■ **DATA SECTION**
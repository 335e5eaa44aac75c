//! A scriptable mock [`Transport`] used by every crate's integration
//! tests. Not shipped to device hardware, not part of the protocol core.

use std::collections::VecDeque;

use scan_core::RawFrame;
use scan_transport::{Transport, TransportError};

/// Replays a scripted sequence of replies and records every frame sent to
/// it, so tests can assert both "what the dispatcher received" and "what
/// the dispatcher transmitted, verbatim, across retries".
#[derive(Debug, Default)]
pub struct ScriptedTransport {
    replies: VecDeque<RawFrame>,
    default_reply: RawFrame,
    sent: Vec<RawFrame>,
    fail_on_call: Option<(usize, String)>,
    calls: usize,
}

impl ScriptedTransport {
    #[must_use]
    pub fn new() -> Self {
        Self::default()
    }

    /// Queue one reply; replies are returned in FIFO order, one per
    /// `exchange` call.
    pub fn push_reply(&mut self, reply: RawFrame) -> &mut Self {
        self.replies.push_back(reply);
        self
    }

    /// Reply returned once the queued replies are exhausted.
    pub fn set_default_reply(&mut self, reply: RawFrame) -> &mut Self {
        self.default_reply = reply;
        self
    }

    /// Make the `n`th call (1-indexed) fail with an I/O error, to exercise
    /// driver-failure paths.
    pub fn fail_on_call(&mut self, n: usize, message: impl Into<String>) -> &mut Self {
        self.fail_on_call = Some((n, message.into()));
        self
    }

    /// Every frame sent so far, in call order.
    #[must_use]
    pub fn sent_frames(&self) -> &[RawFrame] {
        &self.sent
    }

    #[must_use]
    pub fn call_count(&self) -> usize {
        self.calls
    }
}

#[derive(Debug)]
struct ScriptedIoError(String);

impl std::fmt::Display for ScriptedIoError {
    fn fmt(&self, f: &mut std::fmt::Formatter<'_>) -> std::fmt::Result {
        write!(f, "{}", self.0)
    }
}

impl std::error::Error for ScriptedIoError {}

impl Transport for ScriptedTransport {
    fn exchange(&mut self, out: RawFrame) -> Result<RawFrame, TransportError> {
        self.calls += 1;
        self.sent.push(out);

        if let Some((n, message)) = &self.fail_on_call {
            if *n == self.calls {
                return Err(TransportError::io(ScriptedIoError(message.clone())));
            }
        }

        Ok(self.replies.pop_front().unwrap_or(self.default_reply))
    }
}

/// Build a reply's raw bytes from a status byte and a word, as a device
/// would send it back.
#[must_use]
pub fn reply_bytes(status: u8, word: u64) -> RawFrame {
    let mut bytes = [0u8; 9];
    bytes[0] = status;
    bytes[1..].copy_from_slice(&word.to_be_bytes());
    bytes
}

#[cfg(test)]
mod tests {
    use super::*;

    #[test]
    fn replays_queued_replies_in_order_then_the_default() {
        let mut transport = ScriptedTransport::new();
        transport
            .push_reply(reply_bytes(0x04, 0))
            .push_reply(reply_bytes(0x04, 0))
            .set_default_reply(reply_bytes(0, 0));

        let frame = [0u8; 9];
        assert_eq!(transport.exchange(frame).unwrap()[0], 0x04);
        assert_eq!(transport.exchange(frame).unwrap()[0], 0x04);
        assert_eq!(transport.exchange(frame).unwrap()[0], 0);
        assert_eq!(transport.sent_frames().len(), 3);
    }

    #[test]
    fn fails_on_the_scripted_call() {
        let mut transport = ScriptedTransport::new();
        transport.fail_on_call(2, "bus timeout");

        let frame = [0u8; 9];
        assert!(transport.exchange(frame).is_ok());
        assert!(transport.exchange(frame).is_err());
    }
}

■ **EXERCISE DETAILS**
Report each line of the listing above that uses the word "message".

■ **RESPONSE**
    pub fn fail_on_call(&mut self, n: usize, message: impl Into<String>) -> &mut Self {
        self.fail_on_call = Some((n, message.into()));
        if let Some((n, message)) = &self.fail_on_call {
                return Err(TransportError::io(ScriptedIoError(message.clone())));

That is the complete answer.